# Available data
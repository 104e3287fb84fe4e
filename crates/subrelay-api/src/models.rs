use serde::{Deserialize, Serialize};
use serde_json::{Map, Value};
use subrelay_registry::{
    Credential, PublicKey, Registration, Scheme, SiteBinding, Subdomain, Variant,
};
use utoipa::ToSchema;

use crate::error::ApiError;

/// Register request body
///
/// Exactly `token`, `subdomain` and the credential field of the relay's
/// variant: `public_key` (ssh-key) or `scheme` (agent).
#[derive(Debug, Clone, Serialize, Deserialize, ToSchema)]
pub struct RegisterRequest {
    /// Pre-issued bearer token
    pub token: String,
    /// Desired subdomain (letters, digits, hyphen)
    pub subdomain: String,
    /// Base64 body of an `ssh-rsa` key (ssh-key variant)
    #[serde(skip_serializing_if = "Option::is_none")]
    pub public_key: Option<String>,
    /// `http` or `https` (agent variant)
    #[serde(skip_serializing_if = "Option::is_none")]
    pub scheme: Option<String>,
}

const TOKEN_FIELD: &str = "token";
const SUBDOMAIN_FIELD: &str = "subdomain";

fn string_field<'a>(object: &'a Map<String, Value>, name: &str) -> Result<&'a str, ApiError> {
    match object.get(name) {
        Some(Value::String(s)) => Ok(s),
        Some(_) => Err(ApiError::MalformedBody(format!("{} must be a string", name))),
        None => Err(ApiError::MissingParameter(name.to_string())),
    }
}

impl RegisterRequest {
    /// Parse and validate a raw request body for the given variant
    pub fn parse(body: &[u8], variant: Variant) -> Result<Registration, ApiError> {
        let object: Map<String, Value> = serde_json::from_slice(body)
            .map_err(|e| ApiError::MalformedBody(e.to_string()))?;

        let credential_field = variant.credential_field();
        let allowed = [TOKEN_FIELD, SUBDOMAIN_FIELD, credential_field];
        if let Some(unknown) = object.keys().find(|k| !allowed.contains(&k.as_str())) {
            return Err(ApiError::UnknownParameter(unknown.clone()));
        }
        if let Some(missing) = allowed.iter().find(|k| !object.contains_key(**k)) {
            return Err(ApiError::MissingParameter(missing.to_string()));
        }

        let token = string_field(&object, TOKEN_FIELD)?;
        let raw_credential = string_field(&object, credential_field)?;
        let credential = match variant {
            Variant::SshKey => Credential::PublicKey(PublicKey::parse(raw_credential)?),
            Variant::Agent => Credential::Scheme(raw_credential.parse::<Scheme>()?),
        };
        let subdomain = Subdomain::parse(string_field(&object, SUBDOMAIN_FIELD)?)?;

        Ok(Registration {
            token: token.to_string(),
            subdomain,
            credential,
        })
    }
}

/// Result marker of the response envelope
#[derive(Debug, Clone, Copy, PartialEq, Eq, Serialize, Deserialize, ToSchema)]
#[serde(rename_all = "lowercase")]
pub enum ResultKind {
    Success,
    Error,
}

/// Resolved binding returned on success
#[derive(Debug, Clone, PartialEq, Eq, Serialize, Deserialize, ToSchema)]
pub struct RegisterData {
    /// Tunnel port assigned to the token
    pub port: u16,
    pub subdomain: String,
    /// Only reported by agent relays
    #[serde(skip_serializing_if = "Option::is_none")]
    pub scheme: Option<String>,
}

impl RegisterData {
    pub fn from_binding(binding: &SiteBinding, variant: Variant) -> Self {
        Self {
            port: binding.port,
            subdomain: binding.subdomain.to_string(),
            scheme: match variant {
                Variant::Agent => Some(binding.scheme.to_string()),
                Variant::SshKey => None,
            },
        }
    }
}

/// Response envelope shared by success and error replies
#[derive(Debug, Clone, Serialize, Deserialize, ToSchema)]
pub struct RegisterResponse {
    pub result: ResultKind,
    pub msg: Vec<String>,
    pub data: Option<RegisterData>,
}

impl RegisterResponse {
    pub fn success(data: RegisterData) -> Self {
        Self {
            result: ResultKind::Success,
            msg: Vec::new(),
            data: Some(data),
        }
    }

    pub fn error(msg: impl Into<String>) -> Self {
        Self {
            result: ResultKind::Error,
            msg: vec![msg.into()],
            data: None,
        }
    }
}

/// Health check response
#[derive(Debug, Clone, Serialize, Deserialize, ToSchema)]
pub struct HealthResponse {
    pub status: String,
    pub version: String,
    /// Size of the token allow-list
    pub tokens: usize,
    pub variant: String,
}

# Problem
Output the data exactly, so that every line matches the original.

# Exercise output
repository 104e3287fb84fe4e
filename crates/subrelay-api/src/models.rs
use serde::{Deserialize, Serialize};
use serde_json::{Map, Value};
use subrelay_registry::{
    Credential, PublicKey, Registration, Scheme, SiteBinding, Subdomain, Variant,
};
use utoipa::ToSchema;

use crate::error::ApiError;

/// Register request body
///
/// Exactly `token`, `subdomain` and the credential field of the relay's
/// variant: `public_key` (ssh-key) or `scheme` (agent).
#[derive(Debug, Clone, Serialize, Deserialize, ToSchema)]
pub struct RegisterRequest {
    /// Pre-issued bearer token
    pub token: String,
    /// Desired subdomain (letters, digits, hyphen)
    pub subdomain: String,
    /// Base64 body of an `ssh-rsa` key (ssh-key variant)
    #[serde(skip_serializing_if = "Option::is_none")]
    pub public_key: Option<String>,
    /// `http` or `https` (agent variant)
    #[serde(skip_serializing_if = "Option::is_none")]
    pub scheme: Option<String>,
}

const TOKEN_FIELD: &str = "token";
const SUBDOMAIN_FIELD: &str = "subdomain";

fn string_field<'a>(object: &'a Map<String, Value>, name: &str) -> Result<&'a str, ApiError> {
    match object.get(name) {
        Some(Value::String(s)) => Ok(s),
        Some(_) => Err(ApiError::MalformedBody(format!("{} must be a string", name))),
        None => Err(ApiError::MissingParameter(name.to_string())),
    }
}

impl RegisterRequest {
    /// Parse and validate a raw request body for the given variant
    pub fn parse(body: &[u8], variant: Variant) -> Result<Registration, ApiError> {
        let object: Map<String, Value> = serde_json::from_slice(body)
            .map_err(|e| ApiError::MalformedBody(e.to_string()))?;

        let credential_field = variant.credential_field();
        let allowed = [TOKEN_FIELD, SUBDOMAIN_FIELD, credential_field];
        if let Some(unknown) = object.keys().find(|k| !allowed.contains(&k.as_str())) {
            return Err(ApiError::UnknownParameter(unknown.clone()));
        }
        if let Some(missing) = allowed.iter().find(|k| !object.contains_key(**k)) {
            return Err(ApiError::MissingParameter(missing.to_string()));
        }

        let token = string_field(&object, TOKEN_FIELD)?;
        let raw_credential = string_field(&object, credential_field)?;
        let credential = match variant {
            Variant::SshKey => Credential::PublicKey(PublicKey::parse(raw_credential)?),
            Variant::Agent => Credential::Scheme(raw_credential.parse::<Scheme>()?),
        };
        let subdomain = Subdomain::parse(string_field(&object, SUBDOMAIN_FIELD)?)?;

        Ok(Registration {
            token: token.to_string(),
            subdomain,
            credential,
        })
    }
}

/// Result marker of the response envelope
#[derive(Debug, Clone, Copy, PartialEq, Eq, Serialize, Deserialize, ToSchema)]
#[serde(rename_all = "lowercase")]
pub enum ResultKind {
    Success,
    Error,
}

/// Resolved binding returned on success
#[derive(Debug, Clone, PartialEq, Eq, Serialize, Deserialize, ToSchema)]
pub struct RegisterData {
    /// Tunnel port assigned to the token
    pub port: u16,
    pub subdomain: String,
    /// Only reported by agent relays
    #[serde(skip_serializing_if = "Option::is_none")]
    pub scheme: Option<String>,
}

impl RegisterData {
    pub fn from_binding(binding: &SiteBinding, variant: Variant) -> Self {
        Self {
            port: binding.port,
            subdomain: binding.subdomain.to_string(),
            scheme: match variant {
                Variant::Agent => Some(binding.scheme.to_string()),
                Variant::SshKey => None,
            },
        }
    }
}

/// Response envelope shared by success and error replies
#[derive(Debug, Clone, Serialize, Deserialize, ToSchema)]
pub struct RegisterResponse {
    pub result: ResultKind,
    pub msg: Vec<String>,
    pub data: Option<RegisterData>,
}

impl RegisterResponse {
    pub fn success(data: RegisterData) -> Self {
        Self {
            result: ResultKind::Success,
            msg: Vec::new(),
            data: Some(data),
        }
    }

    pub fn error(msg: impl Into<String>) -> Self {
        Self {
            result: ResultKind::Error,
            msg: vec![msg.into()],
            data: None,
        }
    }
}

/// Health check response
#[derive(Debug, Clone, Serialize, Deserialize, ToSchema)]
pub struct HealthResponse {
    pub status: String,
    pub version: String,
    /// Size of the token allow-list
    pub tokens: usize,
    pub variant: String,
}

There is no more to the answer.